All entries that follow are to be written out verbatim.

::: Data for the task

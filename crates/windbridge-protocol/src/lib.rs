//! # windbridge-protocol
//!
//! NMEA 0183 wire codec for the wind bridge.
//!
//! Only the sentences the bridge consumes are decoded: MWV, VWR, VWT, RMC,
//! VTG, HDT and HDM. Any talker prefix is accepted.

pub mod codec;
pub mod sentences;

pub use codec::{checksum, encode_sentence, split_fields, validate, NmeaError};
pub use sentences::{parse_line, ParsedSentence};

::::::

Problem solution >>
filename crates/windbridge-protocol/src/lib.rs
//! # windbridge-protocol
//!
//! NMEA 0183 wire codec for the wind bridge.
//!
//! Only the sentences the bridge consumes are decoded: MWV, VWR, VWT, RMC,
//! VTG, HDT and HDM. Any talker prefix is accepted.

pub mod codec;
pub mod sentences;

pub use codec::{checksum, encode_sentence, split_fields, validate, NmeaError};
pub use sentences::{parse_line, ParsedSentence};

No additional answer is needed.